Worldwide, loneliness is one of the most common psychological phenomena among older adults, adversely affecting their physical and mental health conditions during the COVID-19 pandemic. This study aims to assess changes in the prevalence of loneliness in the two timeframes (first and second waves of COVID-19 in Bangladesh) and identify its correlates in pooled data.
This repeated cross-sectional study was conducted on two successive occasions (October 2020 and September 2021), overlapping with the first and second waves of the COVID-19 pandemic in Bangladesh. The survey was conducted remotely through telephone interviews among 2077 (1032 in the 2020-survey and 1045 in the 2021-survey) older Bangladeshi adults aged 60 years and above. Loneliness was measured using the 3-item UCLA Loneliness scale. The binary logistic regression model was used to identify the factors associated with loneliness in pooled data.
We found a decline in the loneliness prevalence among the participants in two survey rounds (51.5% in 2021 versus 45.7% in 2020; P = 0.008), corresponding to 33% lower odds in the 2021-survey (AOR 0.67, 95% CI 0.54–0.84). Still, nearly half of the participants were found to be lonely in the latest survey. We also found that, compared to their respective counterparts, the odds of loneliness were significantly higher among the participants without a partner (AOR 1.58, 95% CI 1.20–2.08), with a monthly family income less than 5000 BDT (AOR 2.34, 95% CI 1.58–3.47), who lived alone (AOR 2.17, 95% CI 1.34–3.51), with poor memory or concentration (AOR 1.58, 95% CI 1.23–2.03), and suffering from non-communicable chronic conditions (AOR 1.55, 95% CI 1.23–1.95). Various COVID-19-related characteristics, such as concern about COVID-19 (AOR 1.28, 95% CI 0.94–1.73), overwhelm by COVID-19 (AOR 1.53, 95% CI 1.14–2.06), difficulty earning (AOR 2.00, 95% CI 1.54–2.59), and receiving routine medical care during COVID-19 (AOR 2.08, 95% CI 1.61–2.68), and perception that the participants required additional care during the pandemic (AOR 2.93, 95% CI 2.27–3.79) were also associated with significantly higher odds of loneliness. However, the odds of loneliness were significantly lower among the participants with formal schooling (AOR 0.71, 95% CI 0.57–0.89) and with a family of more than four members (AOR 0.76, 95% CI 0.60–0.96).

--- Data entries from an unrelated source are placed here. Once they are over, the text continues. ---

use image::{imageops, Rgb, RgbImage};
use imageproc::drawing::draw_filled_rect_mut;
use imageproc::rect::Rect;
use nalgebra::Point2;
use serde::{Deserialize, Serialize};

/// Axis-aligned integer rectangle in pixel coordinates.
///
/// Both `*_min` and `*_max` are pixel indices. [`PixelBounds::fill`] treats
/// the rectangle as inclusive of its max edge, [`PixelBounds::crop`] as
/// exclusive (slice semantics).
#[derive(Clone, Copy, Debug, PartialEq, Eq, Hash, Serialize, Deserialize)]
pub struct PixelBounds {
    pub x_min: i32,
    pub x_max: i32,
    pub y_min: i32,
    pub y_max: i32,
}

impl PixelBounds {
    pub const fn new(x_min: i32, x_max: i32, y_min: i32, y_max: i32) -> Self {
        Self {
            x_min,
            x_max,
            y_min,
            y_max,
        }
    }

    /// Tight bounds of integer points. `None` for an empty iterator.
    pub fn from_pixels<I>(points: I) -> Option<Self>
    where
        I: IntoIterator<Item = (i32, i32)>,
    {
        let mut it = points.into_iter();
        let (x0, y0) = it.next()?;
        let init = Self::new(x0, x0, y0, y0);
        Some(it.fold(init, |b, (x, y)| Self {
            x_min: b.x_min.min(x),
            x_max: b.x_max.max(x),
            y_min: b.y_min.min(y),
            y_max: b.y_max.max(y),
        }))
    }

    /// Bounds of sub-pixel points, truncated towards negative infinity.
    pub fn from_points<'a, I>(points: I) -> Option<Self>
    where
        I: IntoIterator<Item = &'a Point2<f32>>,
    {
        Self::from_pixels(
            points
                .into_iter()
                .map(|p| (p.x.floor() as i32, p.y.floor() as i32)),
        )
    }

    /// Bounds of a quadrilateral given by its four corners.
    pub fn from_quad(corners: &[Point2<f32>; 4]) -> Self {
        let xs = corners.map(|p| p.x.floor() as i32);
        let ys = corners.map(|p| p.y.floor() as i32);
        Self {
            x_min: xs.into_iter().min().unwrap_or(0),
            x_max: xs.into_iter().max().unwrap_or(0),
            y_min: ys.into_iter().min().unwrap_or(0),
            y_max: ys.into_iter().max().unwrap_or(0),
        }
    }

    pub fn union(&self, other: &PixelBounds) -> Self {
        Self {
            x_min: self.x_min.min(other.x_min),
            x_max: self.x_max.max(other.x_max),
            y_min: self.y_min.min(other.y_min),
            y_max: self.y_max.max(other.y_max),
        }
    }

    /// Grow by `margin` pixels on every side, saturating at the `i32` range.
    pub fn expanded(&self, margin: i32) -> Self {
        Self {
            x_min: self.x_min.saturating_sub(margin),
            x_max: self.x_max.saturating_add(margin),
            y_min: self.y_min.saturating_sub(margin),
            y_max: self.y_max.saturating_add(margin),
        }
    }

    #[inline]
    pub fn width(&self) -> i32 {
        self.x_max - self.x_min
    }

    #[inline]
    pub fn height(&self) -> i32 {
        self.y_max - self.y_min
    }

    #[inline]
    pub fn contains(&self, x: i32, y: i32) -> bool {
        x >= self.x_min && x <= self.x_max && y >= self.y_min && y <= self.y_max
    }

    /// `image[y_min..y_max, x_min..x_max]`, clamped to the image.
    ///
    /// Returns `None` when nothing of the rectangle lies inside the image.
    pub fn crop(&self, image: &RgbImage) -> Option<RgbImage> {
        let (w, h) = (image.width() as i32, image.height() as i32);
        let x0 = self.x_min.clamp(0, w);
        let x1 = self.x_max.clamp(0, w);
        let y0 = self.y_min.clamp(0, h);
        let y1 = self.y_max.clamp(0, h);
        if x1 <= x0 || y1 <= y0 {
            return None;
        }
        Some(
            imageops::crop_imm(
                image,
                x0 as u32,
                y0 as u32,
                (x1 - x0) as u32,
                (y1 - y0) as u32,
            )
            .to_image(),
        )
    }

    /// Paint the rectangle, max edges included. Parts outside the image are
    /// ignored.
    pub fn fill(&self, image: &mut RgbImage, color: Rgb<u8>) {
        let (w, h) = (image.width() as i32, image.height() as i32);
        let x0 = self.x_min.max(0);
        let x1 = self.x_max.min(w - 1);
        let y0 = self.y_min.max(0);
        let y1 = self.y_max.min(h - 1);
        if x1 < x0 || y1 < y0 {
            return;
        }
        let rect = Rect::at(x0, y0).of_size((x1 - x0 + 1) as u32, (y1 - y0 + 1) as u32);
        draw_filled_rect_mut(image, rect, color);
    }
}

#[cfg(test)]
mod tests {
    use super::*;

    const WHITE: Rgb<u8> = Rgb([255, 255, 255]);

    #[test]
    fn bounds_of_points_truncate() {
        let pts = [
            Point2::new(10.7_f32, 3.2),
            Point2::new(2.1, 8.9),
            Point2::new(5.0, 5.0),
        ];
        let b = PixelBounds::from_points(&pts).expect("non-empty");
        assert_eq!(b, PixelBounds::new(2, 10, 3, 8));
        assert!(PixelBounds::from_points(&[]).is_none());
    }

    #[test]
    fn crop_is_max_exclusive_and_clamped() {
        let mut img = RgbImage::new(10, 10);
        img.put_pixel(2, 3, Rgb([1, 2, 3]));
        let out = PixelBounds::new(2, 6, 3, 5).crop(&img).expect("inside");
        assert_eq!(out.dimensions(), (4, 2));
        assert_eq!(out.get_pixel(0, 0), &Rgb([1, 2, 3]));

        let clamped = PixelBounds::new(-4, 3, 8, 40).crop(&img).expect("partly inside");
        assert_eq!(clamped.dimensions(), (3, 2));

        assert!(PixelBounds::new(20, 30, 0, 5).crop(&img).is_none());
    }

    #[test]
    fn fill_includes_max_edge_and_clips() {
        let mut img = RgbImage::new(6, 6);
        PixelBounds::new(1, 3, 1, 2).expanded(1).fill(&mut img, WHITE);
        assert_eq!(img.get_pixel(0, 0), &WHITE);
        assert_eq!(img.get_pixel(4, 3), &WHITE);
        assert_eq!(img.get_pixel(5, 3), &Rgb([0, 0, 0]));
        assert_eq!(img.get_pixel(4, 4), &Rgb([0, 0, 0]));

        PixelBounds::new(-10, 100, 5, 100).fill(&mut img, WHITE);
        assert_eq!(img.get_pixel(5, 5), &WHITE);
    }

    #[test]
    fn huge_margin_saturates() {
        let b = PixelBounds::new(1, 3, 1, 2).expanded(i32::MAX);
        assert_eq!(b, PixelBounds::new(i32::MIN + 2, i32::MAX, i32::MIN + 2, i32::MAX));

        let mut img = RgbImage::new(4, 4);
        b.fill(&mut img, WHITE);
        assert!(img.pixels().all(|p| *p == WHITE));
    }
}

The current study found a decreased prevalence of loneliness among Bangladeshi older adults during the ongoing pandemic. However, the prevalence is still very high. The findings suggest the need for mental health interventions that may include improving social interactions increasing opportunities for meaningful social connections with family and community members and providing psychosocial support to the vulnerable population including older adults during the pandemic. It also suggests that policymakers and public health practitioners should emphasise providing mental health services at the peripheral level where the majority of older adults reside.